On a list of actors — currently living or presumed dead — making the jump from drama or comedy to the action genre, Bob Odenkirk, the star of Better Call Saul and Breaking Bad, would be somewhere near the bottom, if he was on the list at all.
Apparently, though, Odenkirk spent the better part of two years preparing for the title role in the middling, ultraviolent action-thriller Nobody, directed by the Russian-born Ilya Naishuller (Hardcore Henry) from a screenplay written by Derek Kolstad (the ongoing John Wick series). More of a cerebral actor than a physical one, Odenkirk gamely, if not always convincingly, delivers an attention-grabbing performance as Hutch Mansell, a nondescript, middle-class earner with a house, two kids, and a marriage slowly teetering towards dissolution, who, due to circumstances not under his control, becomes a John Wick-inspired inexhaustible brawler and merciless killer.
When we first meet Hutch, he’s everything he appears to be: A man driven by the rhythms and routines of everyday life, from waking up at the same, predetermined time, to jogging before breakfast, to taking public transportation to an accounting job at a small manufacturing company owned by his overbearing father-in-law, Eddie Williams (Michael Ironside). Only a regular call over a non-sanctioned radio frequency with his younger, unseen brother, Harry (RZA, a welcome, if inexplicable presence), suggests there’s more to Hutch than meets the eye. To his wife, Becca (Connie Nielsen, sadly wasted in a minor, throwaway role), and two children, Blake (Gage Munroe), a typically surly, withdrawm teen, and Abby Mansell (Paisley Cadorath), a introspective, non-judgmental preteen, Hutch represents a stable, if boringly bland, presence in their materially and emotionally stable lives, providing food, lodging, and the occasional encouraging word as needed.

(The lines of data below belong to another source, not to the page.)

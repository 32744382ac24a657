//! API error responses

use axum::{
    http::StatusCode,
    response::{IntoResponse, Response},
    Json,
};
use serde::{Deserialize, Serialize};

use crate::domain::DomainError;

/// Error body returned by every failing endpoint
#[derive(Debug, Clone, Serialize, Deserialize)]
pub struct ApiErrorResponse {
    pub detail: String,
}

/// API error with status code
#[derive(Debug)]
pub struct ApiError {
    pub status: StatusCode,
    pub response: ApiErrorResponse,
}

impl ApiError {
    /// Create a new API error
    pub fn new(status: StatusCode, detail: impl Into<String>) -> Self {
        Self {
            status,
            response: ApiErrorResponse {
                detail: detail.into(),
            },
        }
    }

    /// Bad request error
    pub fn bad_request(detail: impl Into<String>) -> Self {
        Self::new(StatusCode::BAD_REQUEST, detail)
    }

    /// Not found error
    pub fn not_found(detail: impl Into<String>) -> Self {
        Self::new(StatusCode::NOT_FOUND, detail)
    }

    /// Conflict error
    pub fn conflict(detail: impl Into<String>) -> Self {
        Self::new(StatusCode::CONFLICT, detail)
    }

    /// Internal server error
    pub fn internal(detail: impl Into<String>) -> Self {
        Self::new(StatusCode::INTERNAL_SERVER_ERROR, detail)
    }
}

impl IntoResponse for ApiError {
    fn into_response(self) -> Response {
        (self.status, Json(self.response)).into_response()
    }
}

impl From<DomainError> for ApiError {
    fn from(err: DomainError) -> Self {
        match &err {
            DomainError::NotFound { message } => Self::not_found(message),
            DomainError::Validation { message } => Self::bad_request(message),
            DomainError::InvalidTransition { .. } => Self::bad_request(err.to_string()),
            DomainError::Conflict { message } => Self::conflict(message),
            DomainError::Storage { message } => Self::internal(message),
            DomainError::Internal { message } => Self::internal(message),
        }
    }
}

impl std::fmt::Display for ApiError {
    fn fmt(&self, f: &mut std::fmt::Formatter<'_>) -> std::fmt::Result {
        write!(f, "{}: {}", self.status, self.response.detail)
    }
}

impl std::error::Error for ApiError {}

After a home invasion by inept thieves leaves the family physically safe, but Becca and Gage questioning Hutch’s masculinity for failing to defend their family when the opportunity arose, Hutch finds himself at a well-trod, familiar crossroads. Finding and recovering family valuables, however, isn’t what sets Hutch off on the expected path of revenge and retribution: It’s a seemingly random encounter with a group of Russian-themed thugs on a bus that sets the remainder of Nobody’s linear, tension- and suspense-free Hutch vs. the faceless Russian mob plot into motion. It’s nothing we haven’t seen before. It’s something, of course, we’ll see again and again action-thriller-wise until audiences say “No more!” and demand either a refund, more originality from the genre, or better yet, both.

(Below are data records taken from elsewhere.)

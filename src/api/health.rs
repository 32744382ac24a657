//! Health check endpoints for Kubernetes probes

use std::time::Instant;

use axum::{extract::State, http::StatusCode, response::IntoResponse};

use crate::api::types::Json;
use crate::domain::ModelFilter;
use serde::Serialize;

use super::state::AppState;

/// Detailed health response with component status
#[derive(Serialize)]
pub struct HealthResponse {
    pub status: HealthStatus,
    pub version: String,
    #[serde(skip_serializing_if = "Option::is_none")]
    pub checks: Option<Vec<HealthCheck>>,
    #[serde(skip_serializing_if = "Option::is_none")]
    pub latency_ms: Option<u64>,
}

/// Health check status
#[derive(Serialize, Clone, Copy, PartialEq, Eq)]
#[serde(rename_all = "lowercase")]
pub enum HealthStatus {
    Healthy,
    Degraded,
    Unhealthy,
}

/// Individual component health check
#[derive(Serialize)]
pub struct HealthCheck {
    pub name: String,
    pub status: HealthStatus,
    #[serde(skip_serializing_if = "Option::is_none")]
    pub message: Option<String>,
    #[serde(skip_serializing_if = "Option::is_none")]
    pub latency_ms: Option<u64>,
}

/// Simple health check - returns 200 if the service is running
/// Used for basic liveness probes
pub async fn health_check() -> impl IntoResponse {
    let response = HealthResponse {
        status: HealthStatus::Healthy,
        version: env!("CARGO_PKG_VERSION").to_string(),
        checks: None,
        latency_ms: None,
    };

    (StatusCode::OK, Json(response))
}

/// Readiness check with dependency verification
/// Checks if the service can reach its storage
pub async fn ready_check(State(state): State<AppState>) -> impl IntoResponse {
    let start = Instant::now();
    let mut checks = Vec::new();
    let mut overall_status = HealthStatus::Healthy;

    let registry_check = check_registry_service(&state).await;

    if registry_check.status != HealthStatus::Healthy {
        overall_status = HealthStatus::Degraded;
    }
    checks.push(registry_check);

    let latency = start.elapsed().as_millis() as u64;
    let response = HealthResponse {
        status: overall_status,
        version: env!("CARGO_PKG_VERSION").to_string(),
        checks: Some(checks),
        latency_ms: Some(latency),
    };

    let status_code = match overall_status {
        HealthStatus::Healthy => StatusCode::OK,
        HealthStatus::Degraded => StatusCode::OK, // Still accept requests
        HealthStatus::Unhealthy => StatusCode::SERVICE_UNAVAILABLE,
    };

    (status_code, Json(response))
}

/// Liveness check - simple check to verify the service is running
/// Used for Kubernetes liveness probes to detect crashes
pub async fn live_check() -> impl IntoResponse {
    StatusCode::OK
}

async fn check_registry_service(state: &AppState) -> HealthCheck {
    let start = Instant::now();

    match state.registry_service.list(&ModelFilter::new()).await {
        Ok(_) => HealthCheck {
            name: "registry_service".to_string(),
            status: HealthStatus::Healthy,
            message: None,
            latency_ms: Some(start.elapsed().as_millis() as u64),
        },
        Err(e) => HealthCheck {
            name: "registry_service".to_string(),
            status: HealthStatus::Unhealthy,
            message: Some(e.to_string()),
            latency_ms: Some(start.elapsed().as_millis() as u64),
        },
    }
}

#[cfg(test)]
mod tests {
    use super::*;

    #[test]
    fn test_health_status_serialization() {
        assert_eq!(
            serde_json::to_string(&HealthStatus::Healthy).unwrap(),
            "\"healthy\""
        );
        assert_eq!(
            serde_json::to_string(&HealthStatus::Degraded).unwrap(),
            "\"degraded\""
        );
        assert_eq!(
            serde_json::to_string(&HealthStatus::Unhealthy).unwrap(),
            "\"unhealthy\""
        );
    }

    #[test]
    fn test_health_response_serialization() {
        let response = HealthResponse {
            status: HealthStatus::Healthy,
            version: "1.0.0".to_string(),
            checks: None,
            latency_ms: None,
        };

        let json = serde_json::to_string(&response).unwrap();
        assert!(json.contains("\"status\":\"healthy\""));
        assert!(json.contains("\"version\":\"1.0.0\""));
        assert!(!json.contains("checks"));
    }

    #[test]
    fn test_health_response_with_checks() {
        let response = HealthResponse {
            status: HealthStatus::Degraded,
            version: "1.0.0".to_string(),
            checks: Some(vec![HealthCheck {
                name: "registry_service".to_string(),
                status: HealthStatus::Unhealthy,
                message: Some("Connection refused".to_string()),
                latency_ms: Some(100),
            }]),
            latency_ms: Some(105),
        };

        let json = serde_json::to_string(&response).unwrap();
        assert!(json.contains("\"status\":\"degraded\""));
        assert!(json.contains("\"registry_service\""));
        assert!(json.contains("\"Connection refused\""));
    }
}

Staged, at least initially, with an emphasis on Hutch’s chaotic, clumsy improvisational skills, the bus scene functions as a pivot point both for Hutch and the discovery of Hutch’s unexpected skill-set, a skill-set that doesn’t so much evolve (because Hutch always possessed them, for reasons that won’t be spoiled here) as revealed through loosely connected circumstances, including hordes of disposable, black-clad henchmen, descend on Hutch and his family. Odenkirk generally holds his own during the second, more conventional action scene, though it’s still next-to-impossible to separate Odenkirk from his previous dramatic or comedic roles, presumably adding an unintentional level of absurdity to the scene.

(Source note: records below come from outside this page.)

//! Serve command - runs the registry API server

use std::net::SocketAddr;

use axum::http::HeaderValue;
use tokio::net::TcpListener;
use tokio::signal;
use tower_http::cors::{AllowOrigin, Any, CorsLayer};
use tracing::info;

use crate::config::{AppConfig, CorsConfig};
use crate::infrastructure::logging;

/// Run the API server
pub async fn run() -> anyhow::Result<()> {
    dotenvy::dotenv().ok();

    let config = AppConfig::load().unwrap_or_default();

    logging::init_logging(&logging::LoggingConfig {
        level: config.logging.level.clone(),
        format: config.logging.format.clone(),
    });

    let state = crate::create_app_state_with_config(&config).await?;
    let app = crate::api::create_router_with_state(state).layer(build_cors_layer(&config.cors));

    let addr = build_socket_addr(&config)?;
    info!("Starting registry API server on {}", addr);

    let listener = TcpListener::bind(addr).await?;

    axum::serve(listener, app)
        .with_graceful_shutdown(shutdown_signal())
        .await?;

    info!("Server shutdown complete");

    Ok(())
}

fn build_socket_addr(config: &AppConfig) -> anyhow::Result<SocketAddr> {
    Ok(SocketAddr::from((
        config.server.host.parse::<std::net::IpAddr>()?,
        config.server.port,
    )))
}

fn build_cors_layer(config: &CorsConfig) -> CorsLayer {
    if config.allowed_origins.iter().any(|o| o == "*") {
        CorsLayer::new()
            .allow_origin(Any)
            .allow_methods(Any)
            .allow_headers(Any)
    } else {
        let origins: Vec<HeaderValue> = config
            .allowed_origins
            .iter()
            .filter_map(|o| o.parse().ok())
            .collect();

        CorsLayer::new()
            .allow_origin(AllowOrigin::list(origins))
            .allow_methods(Any)
            .allow_headers(Any)
    }
}

async fn shutdown_signal() {
    let ctrl_c = async {
        signal::ctrl_c()
            .await
            .expect("failed to install Ctrl+C handler");
    };

    #[cfg(unix)]
    let terminate = async {
        signal::unix::signal(signal::unix::SignalKind::terminate())
            .expect("failed to install signal handler")
            .recv()
            .await;
    };

    #[cfg(not(unix))]
    let terminate = std::future::pending::<()>();

    tokio::select! {
        _ = ctrl_c => {
            info!("Received Ctrl+C, initiating graceful shutdown");
        }
        _ = terminate => {
            info!("Received SIGTERM, initiating graceful shutdown");
        }
    }
}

Nobody intriguingly starts as a 21st-century version of Sam Peckinpah's Straw Dogs, as an exploration of modern or contemporary masculinity faced with the threat of physical violence, before segueing, each time more derivatively, into A History of Violence-style examination of a middle-class family man rediscovering his long-buried, inner psychopath, before finally devolving into a haphazardly, lazily executed Home Alone-meets-John-Wick-style finale.
Unfortunately, that extended, bullet-filled finale fails to deliver anything except the barest of thrills to action-hungry audiences, but with a sub-90-minute running time, at least Nobody doesn’t overstay its welcome.
Nobody will be released theatrically on March 26th, 2021, by Universal Pictures.